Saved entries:
────────────────────

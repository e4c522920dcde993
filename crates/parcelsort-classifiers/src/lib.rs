//! ParcelSort Classifiers
//!
//! Dispatches packages to a handling queue from their dimensions and mass.
//!
//! Classification runs in two stages:
//! - Validation: every input must be a finite, non-negative real number
//! - Dispatch: the bulky and heavy checks are combined into a [`Category`]
//!
//! Both stages are pure; a [`PackageSorter`] can be shared freely across threads.
//! Input coming from a text boundary (JSON, YAML) goes through the [`input`]
//! module, which reports non-numeric fields as type mismatches.

pub mod bulky;
pub mod check;
pub mod config;
pub mod heavy;
pub mod input;
pub mod sorter;
pub mod validation;

pub use bulky::BulkinessCheck;
pub use check::{dispatch, PackageCheck};
pub use config::{SorterConfig, Thresholds};
pub use heavy::HeavinessCheck;
pub use input::{
    classify_json, classify_record, classify_values, classify_yaml, measurement_from_value,
    measurement_from_values, measurement_from_yaml,
};
pub use parcelsort_core::{Category, Error, Field, PackageMeasurement, Result};
pub use sorter::{classify, classify_measurement, is_bulky, is_heavy, PackageSorter};
pub use validation::validate;

/// Prelude for convenient imports
pub mod prelude {
    pub use crate::check::{dispatch, PackageCheck};
    pub use crate::config::{SorterConfig, Thresholds};
    pub use crate::sorter::{classify, PackageSorter};
    pub use parcelsort_core::prelude::*;
}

────────────────────

**EXERCISE PROMPT**
Which of the lines above hold the string "config"? Copy each one.

**RESULT OF THE TASK**
pub mod config;
pub use config::{SorterConfig, Thresholds};
    pub use crate::config::{SorterConfig, Thresholds};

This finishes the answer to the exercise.